J. G. Dai, J. H. Vande Vate

School of Industrial and Systems Engineering and School of Mathematics, Georgia Institute of Technology, Atlanta, Georgia 30332-0205
School of Industrial and Systems Engineering, Georgia Institute of Technology, Atlanta, Georgia 30332-0205

dai{at}isye.gatech.edu
john.vandevate{at}isye.gatech.edu

This paper studies the fluid models of two-station multiclass queueing networks with deterministic routing. A fluid model is globally stable if the fluid network eventually empties under each nonidling dispatch policy. We explicitly characterize the global stability region in terms of the arrival and service rates.

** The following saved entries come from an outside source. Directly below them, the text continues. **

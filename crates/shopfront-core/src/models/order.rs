//! Order domain model and status lifecycle.
//!
//! Line items are snapshots taken at order time: later price or catalog
//! changes never rewrite an existing order.

use std::fmt;
use std::str::FromStr;

use chrono::{DateTime, Utc};
use serde::{Deserialize, Serialize};
use uuid::Uuid;

use crate::error::ShopError;

#[derive(Debug, Clone, Copy, Serialize, Deserialize, PartialEq, Eq, Hash)]
#[serde(rename_all = "lowercase")]
pub enum OrderStatus {
    Pending,
    Processing,
    Packed,
    Shipped,
    Delivered,
    Cancelled,
    Refunded,
}

impl OrderStatus {
    pub const ALL: [OrderStatus; 7] = [
        OrderStatus::Pending,
        OrderStatus::Processing,
        OrderStatus::Packed,
        OrderStatus::Shipped,
        OrderStatus::Delivered,
        OrderStatus::Cancelled,
        OrderStatus::Refunded,
    ];

    pub fn as_str(&self) -> &'static str {
        match self {
            OrderStatus::Pending => "pending",
            OrderStatus::Processing => "processing",
            OrderStatus::Packed => "packed",
            OrderStatus::Shipped => "shipped",
            OrderStatus::Delivered => "delivered",
            OrderStatus::Cancelled => "cancelled",
            OrderStatus::Refunded => "refunded",
        }
    }

    /// Delivered, cancelled and refunded orders accept no further updates.
    pub fn is_terminal(&self) -> bool {
        matches!(
            self,
            OrderStatus::Delivered | OrderStatus::Cancelled | OrderStatus::Refunded
        )
    }

    /// Entering this status returns the ordered quantities to stock.
    pub fn restores_stock(&self) -> bool {
        matches!(self, OrderStatus::Cancelled | OrderStatus::Refunded)
    }

    /// Orders in these states may be removed by an administrator.
    pub fn is_deletable(&self) -> bool {
        matches!(
            self,
            OrderStatus::Pending
                | OrderStatus::Delivered
                | OrderStatus::Cancelled
                | OrderStatus::Refunded
        )
    }

    /// Validate an administrator-requested transition out of `self`.
    pub fn check_transition(&self, to: OrderStatus) -> Result<(), ShopError> {
        if self.is_terminal() {
            return Err(ShopError::InvalidTransition {
                from: self.to_string(),
                to: to.to_string(),
            });
        }
        Ok(())
    }
}

impl fmt::Display for OrderStatus {
    fn fmt(&self, f: &mut fmt::Formatter<'_>) -> fmt::Result {
        f.write_str(self.as_str())
    }
}

impl FromStr for OrderStatus {
    type Err = ShopError;

    fn from_str(s: &str) -> Result<Self, Self::Err> {
        OrderStatus::ALL
            .into_iter()
            .find(|status| status.as_str() == s)
            .ok_or_else(|| ShopError::validation("Invalid order status"))
    }
}

#[derive(Debug, Clone, Copy, Serialize, Deserialize, PartialEq, Eq)]
#[serde(rename_all = "lowercase")]
pub enum PaymentStatus {
    Created,
    Paid,
    Failed,
}

impl PaymentStatus {
    pub fn as_str(&self) -> &'static str {
        match self {
            PaymentStatus::Created => "created",
            PaymentStatus::Paid => "paid",
            PaymentStatus::Failed => "failed",
        }
    }
}

#[derive(Debug, Clone, Serialize, Deserialize, PartialEq, Eq)]
pub struct PaymentInfo {
    /// Gateway payment reference, set once the payment is captured.
    pub id: Option<String>,
    pub status: PaymentStatus,
}

#[derive(Debug, Clone, Serialize, Deserialize, PartialEq, Eq)]
#[serde(rename_all = "camelCase")]
pub struct ShippingAddress {
    pub full_name: String,
    pub phone: String,
    pub street: String,
    pub city: String,
    pub state: String,
    pub country: String,
    pub postal_code: String,
}

impl ShippingAddress {
    /// Names of required fields that are blank.
    pub fn missing_fields(&self) -> Vec<&'static str> {
        [
            ("fullName", &self.full_name),
            ("phone", &self.phone),
            ("street", &self.street),
            ("city", &self.city),
            ("state", &self.state),
            ("country", &self.country),
            ("postalCode", &self.postal_code),
        ]
        .into_iter()
        .filter(|(_, value)| value.trim().is_empty())
        .map(|(name, _)| name)
        .collect()
    }
}

/// Snapshot of one purchased product at order-creation time.
#[derive(Debug, Clone, Serialize, Deserialize, PartialEq)]
#[serde(rename_all = "camelCase")]
pub struct OrderItem {
    /// Soft reference to the product; the product may later be deleted.
    pub product_id: Uuid,
    pub name: String,
    pub price: f64,
    pub image: Option<String>,
    pub quantity: u32,
}

#[derive(Debug, Clone, Copy, Serialize, Deserialize, PartialEq)]
#[serde(rename_all = "camelCase")]
pub struct PriceBreakdown {
    pub items_price: f64,
    pub tax_price: f64,
    pub shipping_price: f64,
    pub total_price: f64,
}

#[derive(Debug, Clone, Serialize, Deserialize)]
#[serde(rename_all = "camelCase")]
pub struct Order {
    pub id: Uuid,
    pub user_id: Uuid,
    pub shipping_address: ShippingAddress,
    pub items: Vec<OrderItem>,
    pub prices: PriceBreakdown,
    pub order_status: OrderStatus,
    pub payment_info: PaymentInfo,
    pub is_paid: bool,
    pub paid_at: Option<DateTime<Utc>>,
    pub delivered_at: Option<DateTime<Utc>>,
    pub created_at: DateTime<Utc>,
    pub updated_at: DateTime<Utc>,
}

#[derive(Debug, Clone, Serialize, Deserialize)]
pub struct CreateOrder {
    pub user_id: Uuid,
    pub shipping_address: ShippingAddress,
    pub items: Vec<OrderItem>,
    pub prices: PriceBreakdown,
}

/// One requested line of an order: product reference plus quantity.
#[derive(Debug, Clone, Copy, Serialize, Deserialize, PartialEq, Eq)]
pub struct OrderLine {
    #[serde(alias = "productId")]
    pub product: Uuid,
    pub quantity: u32,
}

We show that the global stability region is defined by the nominal workload conditions and the "virtual workload conditions," and we introduce two intuitively appealing phenomena—virtual stations and push starts—that explain the virtual workload conditions. When any of the workload conditions is violated, we construct a fluid solution that cycles to infinity, showing that the fluid network is unstable. When all the workload conditions are satisfied, we solve a network flow problem to find the coefficients of a piecewise linear Lyapunov function. The Lyapunov function decreases to zero, proving that the fluid level eventually reaches zero under any nonidling dispatch policy. Under certain assumptions on the inter arrival and service time distributions, a queueing network is stable or positive Harris recurrent if the corresponding fluid network is stable. Thus, the workload conditions are sufficient to ensure the global stability of two-station multiclass queueing networks with deterministic routing.

Subject classifications: Queueing networks, fluid models, stability, piecewise linear Lyapunov functions, network flows.
History: Received June 1997; revision received May 1998; revision received January 1999; accepted January 1999.